- **ACTIVITY**
Go through the records and give the number of lines that include "plain", with nothing else.

- **DATA SHOWN**
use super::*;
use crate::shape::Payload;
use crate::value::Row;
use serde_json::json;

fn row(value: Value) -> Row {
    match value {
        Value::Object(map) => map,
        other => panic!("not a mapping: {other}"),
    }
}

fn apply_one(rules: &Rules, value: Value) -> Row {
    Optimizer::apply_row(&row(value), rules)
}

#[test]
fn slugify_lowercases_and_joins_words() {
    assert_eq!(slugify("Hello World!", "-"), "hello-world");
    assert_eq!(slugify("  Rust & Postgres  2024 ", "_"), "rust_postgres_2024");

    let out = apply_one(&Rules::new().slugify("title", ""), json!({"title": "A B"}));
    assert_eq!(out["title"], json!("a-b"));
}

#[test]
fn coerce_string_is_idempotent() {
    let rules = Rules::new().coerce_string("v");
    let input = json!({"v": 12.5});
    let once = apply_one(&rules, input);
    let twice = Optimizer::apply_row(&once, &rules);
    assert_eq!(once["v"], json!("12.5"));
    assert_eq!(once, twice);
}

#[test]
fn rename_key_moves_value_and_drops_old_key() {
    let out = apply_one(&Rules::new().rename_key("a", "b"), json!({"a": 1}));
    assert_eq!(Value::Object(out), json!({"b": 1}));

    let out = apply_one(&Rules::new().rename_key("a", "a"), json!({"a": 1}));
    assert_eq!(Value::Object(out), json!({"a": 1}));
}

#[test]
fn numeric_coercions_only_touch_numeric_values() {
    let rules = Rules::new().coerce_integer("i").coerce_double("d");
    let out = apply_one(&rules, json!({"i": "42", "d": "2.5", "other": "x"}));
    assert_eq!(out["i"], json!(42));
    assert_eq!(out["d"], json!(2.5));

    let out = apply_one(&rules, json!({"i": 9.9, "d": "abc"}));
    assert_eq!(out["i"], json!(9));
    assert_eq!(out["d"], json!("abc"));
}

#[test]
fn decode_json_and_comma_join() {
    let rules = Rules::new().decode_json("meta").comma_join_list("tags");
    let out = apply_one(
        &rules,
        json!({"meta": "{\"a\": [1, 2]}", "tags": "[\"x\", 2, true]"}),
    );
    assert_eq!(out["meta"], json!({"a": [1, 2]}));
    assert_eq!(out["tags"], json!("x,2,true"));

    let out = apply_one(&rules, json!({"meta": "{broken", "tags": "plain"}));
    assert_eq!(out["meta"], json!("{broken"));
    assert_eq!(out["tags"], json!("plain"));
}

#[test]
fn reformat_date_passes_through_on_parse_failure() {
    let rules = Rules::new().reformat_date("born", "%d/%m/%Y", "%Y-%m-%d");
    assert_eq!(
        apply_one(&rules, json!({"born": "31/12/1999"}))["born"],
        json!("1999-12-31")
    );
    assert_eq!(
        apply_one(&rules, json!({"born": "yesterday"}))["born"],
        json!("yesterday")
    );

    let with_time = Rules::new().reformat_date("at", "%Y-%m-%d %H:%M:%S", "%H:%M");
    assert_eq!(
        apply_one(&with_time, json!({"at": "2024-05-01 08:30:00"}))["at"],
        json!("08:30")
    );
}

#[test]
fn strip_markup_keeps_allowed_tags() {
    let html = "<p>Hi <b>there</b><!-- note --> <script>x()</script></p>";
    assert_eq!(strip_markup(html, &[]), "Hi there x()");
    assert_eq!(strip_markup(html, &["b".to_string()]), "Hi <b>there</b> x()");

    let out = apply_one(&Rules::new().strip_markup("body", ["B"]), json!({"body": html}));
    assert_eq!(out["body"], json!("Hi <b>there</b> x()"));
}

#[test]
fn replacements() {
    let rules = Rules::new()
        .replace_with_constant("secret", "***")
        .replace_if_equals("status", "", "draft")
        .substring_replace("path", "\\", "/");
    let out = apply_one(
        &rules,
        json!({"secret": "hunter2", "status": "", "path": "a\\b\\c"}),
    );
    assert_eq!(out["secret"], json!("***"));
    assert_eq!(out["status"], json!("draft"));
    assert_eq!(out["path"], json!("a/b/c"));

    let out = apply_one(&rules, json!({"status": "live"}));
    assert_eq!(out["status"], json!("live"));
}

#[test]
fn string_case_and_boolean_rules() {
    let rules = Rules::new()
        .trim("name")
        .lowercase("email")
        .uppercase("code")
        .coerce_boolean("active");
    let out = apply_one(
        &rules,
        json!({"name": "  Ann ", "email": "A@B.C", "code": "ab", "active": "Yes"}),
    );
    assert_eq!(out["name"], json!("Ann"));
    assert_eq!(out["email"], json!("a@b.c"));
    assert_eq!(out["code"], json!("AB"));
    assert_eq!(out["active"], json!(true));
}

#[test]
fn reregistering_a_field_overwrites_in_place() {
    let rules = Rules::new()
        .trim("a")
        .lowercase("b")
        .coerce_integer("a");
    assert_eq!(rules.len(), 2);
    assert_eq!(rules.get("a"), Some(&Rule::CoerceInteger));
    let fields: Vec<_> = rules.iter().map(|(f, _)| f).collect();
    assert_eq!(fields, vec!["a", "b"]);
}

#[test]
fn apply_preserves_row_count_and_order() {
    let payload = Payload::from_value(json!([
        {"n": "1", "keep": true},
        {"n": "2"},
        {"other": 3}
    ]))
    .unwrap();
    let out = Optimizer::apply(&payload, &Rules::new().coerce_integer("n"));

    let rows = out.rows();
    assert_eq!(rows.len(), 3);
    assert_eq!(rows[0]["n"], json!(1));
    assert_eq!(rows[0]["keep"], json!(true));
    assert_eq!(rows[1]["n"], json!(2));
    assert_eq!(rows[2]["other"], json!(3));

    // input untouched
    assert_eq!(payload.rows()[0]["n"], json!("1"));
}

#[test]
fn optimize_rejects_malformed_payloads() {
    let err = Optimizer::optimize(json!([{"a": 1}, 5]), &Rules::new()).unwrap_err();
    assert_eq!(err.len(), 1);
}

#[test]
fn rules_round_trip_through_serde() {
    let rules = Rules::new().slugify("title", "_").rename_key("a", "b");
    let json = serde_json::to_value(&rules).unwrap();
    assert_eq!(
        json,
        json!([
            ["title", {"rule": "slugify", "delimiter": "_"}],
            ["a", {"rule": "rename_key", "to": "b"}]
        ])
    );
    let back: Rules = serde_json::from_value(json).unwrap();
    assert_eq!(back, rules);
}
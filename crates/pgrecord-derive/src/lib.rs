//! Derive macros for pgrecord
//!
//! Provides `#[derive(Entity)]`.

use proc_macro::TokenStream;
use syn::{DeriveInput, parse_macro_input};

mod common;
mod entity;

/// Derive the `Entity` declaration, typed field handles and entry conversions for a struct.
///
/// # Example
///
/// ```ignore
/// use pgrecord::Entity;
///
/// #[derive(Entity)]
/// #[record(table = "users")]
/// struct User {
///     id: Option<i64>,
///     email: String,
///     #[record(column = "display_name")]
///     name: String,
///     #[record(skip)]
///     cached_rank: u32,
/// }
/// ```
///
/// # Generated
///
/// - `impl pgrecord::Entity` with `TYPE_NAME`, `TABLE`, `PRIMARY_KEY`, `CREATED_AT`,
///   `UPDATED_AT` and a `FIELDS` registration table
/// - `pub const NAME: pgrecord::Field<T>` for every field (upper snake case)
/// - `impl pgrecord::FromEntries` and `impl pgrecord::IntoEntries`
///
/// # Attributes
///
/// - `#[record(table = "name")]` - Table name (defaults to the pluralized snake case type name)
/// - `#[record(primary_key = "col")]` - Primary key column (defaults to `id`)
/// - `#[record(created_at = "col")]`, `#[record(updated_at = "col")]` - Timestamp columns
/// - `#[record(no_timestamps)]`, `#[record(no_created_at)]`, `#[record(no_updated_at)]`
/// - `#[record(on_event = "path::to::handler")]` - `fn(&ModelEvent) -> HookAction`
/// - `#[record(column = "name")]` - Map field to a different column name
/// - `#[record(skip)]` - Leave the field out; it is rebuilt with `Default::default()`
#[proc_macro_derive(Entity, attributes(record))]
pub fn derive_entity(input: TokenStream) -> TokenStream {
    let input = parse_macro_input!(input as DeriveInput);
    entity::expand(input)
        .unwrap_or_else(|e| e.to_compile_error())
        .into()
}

- **EXERCISE ANSWER**
2